Aim of the exercise → Below is some data; print it all back exactly.

[Data records]
§ §

//! Spotify Playlist Radar Sync Library
//!
//! This library keeps two Spotify playlists aligned with the output of a
//! curated artist roster: a rolling recent-releases playlist and an
//! all-releases-this-year playlist. It provides the track collection,
//! deduplication and playlist-diff machinery together with the Spotify Web
//! API client, configuration and roster management needed to run it as a
//! periodic batch job.
//!
//! # Modules
//!
//! - `cli` - Command-line interface implementations
//! - `config` - Configuration management and environment variables
//! - `management` - Token cache and artist roster management
//! - `spotify` - Spotify Web API client implementation
//! - `sync` - Track collection, dedup and playlist synchronization engine
//! - `types` - Data structures and type definitions
//! - `utils` - Utility functions and helpers
//!
//! # Example
//!
//! ```
//! use radarsync::{config, cli};
//!
//! #[tokio::main]
//! async fn main() -> radarsync::Res<()> {
//!     config::load_env().await?;
//!     // Use CLI functions...
//!     Ok(())
//! }
//! ```

pub mod cli;
pub mod config;
pub mod management;
pub mod spotify;
pub mod sync;
pub mod types;
pub mod utils;

/// A convenient Result type alias for operations that may fail.
///
/// Provides a standard error handling pattern throughout the application
/// using a boxed dynamic error trait object. This allows for flexible
/// error handling while maintaining Send + Sync bounds for async contexts.
///
/// # Type Parameters
///
/// - `T` - The success type returned on successful operations
///
/// # Example
///
/// ```
/// use radarsync::Res;
///
/// async fn fetch_data() -> Res<String> {
///     Ok("data".to_string())
/// }
/// ```
pub type Res<T> = std::result::Result<T, Box<dyn std::error::Error + Send + Sync>>;

/// Prints an informational message with a blue bullet point.
///
/// Creates a formatted output line with a distinctive blue "o" indicator
/// followed by the provided message. Used for general information and
/// status updates throughout the application.
///
/// # Arguments
///
/// The macro accepts the same arguments as `println!`, supporting format
/// strings and interpolation.
///
/// # Example
///
/// ```
/// info!("Collecting tracks from {} artists...", count);
/// ```
#[macro_export]
macro_rules! info {
  ($($arg:tt)*) => ({
    use colored::Colorize;
    println!("[{}] {}", "o".blue().bold(), std::format_args!($($arg)*));
  })
}

/// Prints a success message with a green checkmark.
///
/// Creates a formatted output line with a green "✓" indicator to signify
/// successful completion of operations. Used to provide positive feedback
/// when operations complete successfully.
///
/// # Arguments
///
/// The macro accepts the same arguments as `println!`, supporting format
/// strings and interpolation.
///
/// # Example
///
/// ```
/// success!("Recent releases playlist updated");
/// ```
#[macro_export]
macro_rules! success {
  ($($arg:tt)*) => ({
    use colored::Colorize;
    println!("[{}] {}", "✓".green().bold(), std::format_args!($($arg)*));
  })
}

/// Prints an error message with a red exclamation mark and exits the program.
///
/// Creates a formatted error output with a red "!" indicator and immediately
/// terminates the program with exit code 1. Used for unrecoverable errors
/// that require immediate program termination, such as a failed playlist
/// mutation call.
///
/// # Arguments
///
/// The macro accepts the same arguments as `println!`, supporting format
/// strings and interpolation.
///
/// # Behavior
///
/// This macro will cause the program to exit immediately after printing
/// the error message. It should only be used for fatal errors where
/// recovery is not possible.
///
/// # Example
///
/// ```
/// error!("Failed to update playlist: {}", e);
/// // Program exits here - code after this will not execute
/// ```
#[macro_export]
macro_rules! error {
  ($($arg:tt)*) => ({
    use colored::Colorize;
    println!("[{}] {}", "!".red().bold(), std::format_args!($($arg)*));
    std::process::exit(1);
  })
}

/// Prints a warning message with a yellow exclamation mark.
///
/// Creates a formatted output line with a yellow "!" indicator to highlight
/// potential issues or important notices that don't require program
/// termination. Used for recoverable issues such as a skipped roster entry
/// or an unparseable release date.
///
/// # Arguments
///
/// The macro accepts the same arguments as `println!`, supporting format
/// strings and interpolation.
///
/// # Example
///
/// ```
/// warning!("Skipping artist without Spotify ID: {}", name);
/// ```
#[macro_export]
macro_rules! warning {
  ($($arg:tt)*) => ({
    use colored::Colorize;
    println!("[{}] {}", "!".yellow().bold(), std::format_args!($($arg)*));
  })
}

§ §

Exercise response →
//! Spotify Playlist Radar Sync Library
//!
//! This library keeps two Spotify playlists aligned with the output of a
//! curated artist roster: a rolling recent-releases playlist and an
//! all-releases-this-year playlist. It provides the track collection,
//! deduplication and playlist-diff machinery together with the Spotify Web
//! API client, configuration and roster management needed to run it as a
//! periodic batch job.
//!
//! # Modules
//!
//! - `cli` - Command-line interface implementations
//! - `config` - Configuration management and environment variables
//! - `management` - Token cache and artist roster management
//! - `spotify` - Spotify Web API client implementation
//! - `sync` - Track collection, dedup and playlist synchronization engine
//! - `types` - Data structures and type definitions
//! - `utils` - Utility functions and helpers
//!
//! # Example
//!
//! ```
//! use radarsync::{config, cli};
//!
//! #[tokio::main]
//! async fn main() -> radarsync::Res<()> {
//!     config::load_env().await?;
//!     // Use CLI functions...
//!     Ok(())
//! }
//! ```

pub mod cli;
pub mod config;
pub mod management;
pub mod spotify;
pub mod sync;
pub mod types;
pub mod utils;

/// A convenient Result type alias for operations that may fail.
///
/// Provides a standard error handling pattern throughout the application
/// using a boxed dynamic error trait object. This allows for flexible
/// error handling while maintaining Send + Sync bounds for async contexts.
///
/// # Type Parameters
///
/// - `T` - The success type returned on successful operations
///
/// # Example
///
/// ```
/// use radarsync::Res;
///
/// async fn fetch_data() -> Res<String> {
///     Ok("data".to_string())
/// }
/// ```
pub type Res<T> = std::result::Result<T, Box<dyn std::error::Error + Send + Sync>>;

/// Prints an informational message with a blue bullet point.
///
/// Creates a formatted output line with a distinctive blue "o" indicator
/// followed by the provided message. Used for general information and
/// status updates throughout the application.
///
/// # Arguments
///
/// The macro accepts the same arguments as `println!`, supporting format
/// strings and interpolation.
///
/// # Example
///
/// ```
/// info!("Collecting tracks from {} artists...", count);
/// ```
#[macro_export]
macro_rules! info {
  ($($arg:tt)*) => ({
    use colored::Colorize;
    println!("[{}] {}", "o".blue().bold(), std::format_args!($($arg)*));
  })
}

/// Prints a success message with a green checkmark.
///
/// Creates a formatted output line with a green "✓" indicator to signify
/// successful completion of operations. Used to provide positive feedback
/// when operations complete successfully.
///
/// # Arguments
///
/// The macro accepts the same arguments as `println!`, supporting format
/// strings and interpolation.
///
/// # Example
///
/// ```
/// success!("Recent releases playlist updated");
/// ```
#[macro_export]
macro_rules! success {
  ($($arg:tt)*) => ({
    use colored::Colorize;
    println!("[{}] {}", "✓".green().bold(), std::format_args!($($arg)*));
  })
}

/// Prints an error message with a red exclamation mark and exits the program.
///
/// Creates a formatted error output with a red "!" indicator and immediately
/// terminates the program with exit code 1. Used for unrecoverable errors
/// that require immediate program termination, such as a failed playlist
/// mutation call.
///
/// # Arguments
///
/// The macro accepts the same arguments as `println!`, supporting format
/// strings and interpolation.
///
/// # Behavior
///
/// This macro will cause the program to exit immediately after printing
/// the error message. It should only be used for fatal errors where
/// recovery is not possible.
///
/// # Example
///
/// ```
/// error!("Failed to update playlist: {}", e);
/// // Program exits here - code after this will not execute
/// ```
#[macro_export]
macro_rules! error {
  ($($arg:tt)*) => ({
    use colored::Colorize;
    println!("[{}] {}", "!".red().bold(), std::format_args!($($arg)*));
    std::process::exit(1);
  })
}

/// Prints a warning message with a yellow exclamation mark.
///
/// Creates a formatted output line with a yellow "!" indicator to highlight
/// potential issues or important notices that don't require program
/// termination. Used for recoverable issues such as a skipped roster entry
/// or an unparseable release date.
///
/// # Arguments
///
/// The macro accepts the same arguments as `println!`, supporting format
/// strings and interpolation.
///
/// # Example
///
/// ```
/// warning!("Skipping artist without Spotify ID: {}", name);
/// ```
#[macro_export]
macro_rules! warning {
  ($($arg:tt)*) => ({
    use colored::Colorize;
    println!("[{}] {}", "!".yellow().bold(), std::format_args!($($arg)*));
  })
}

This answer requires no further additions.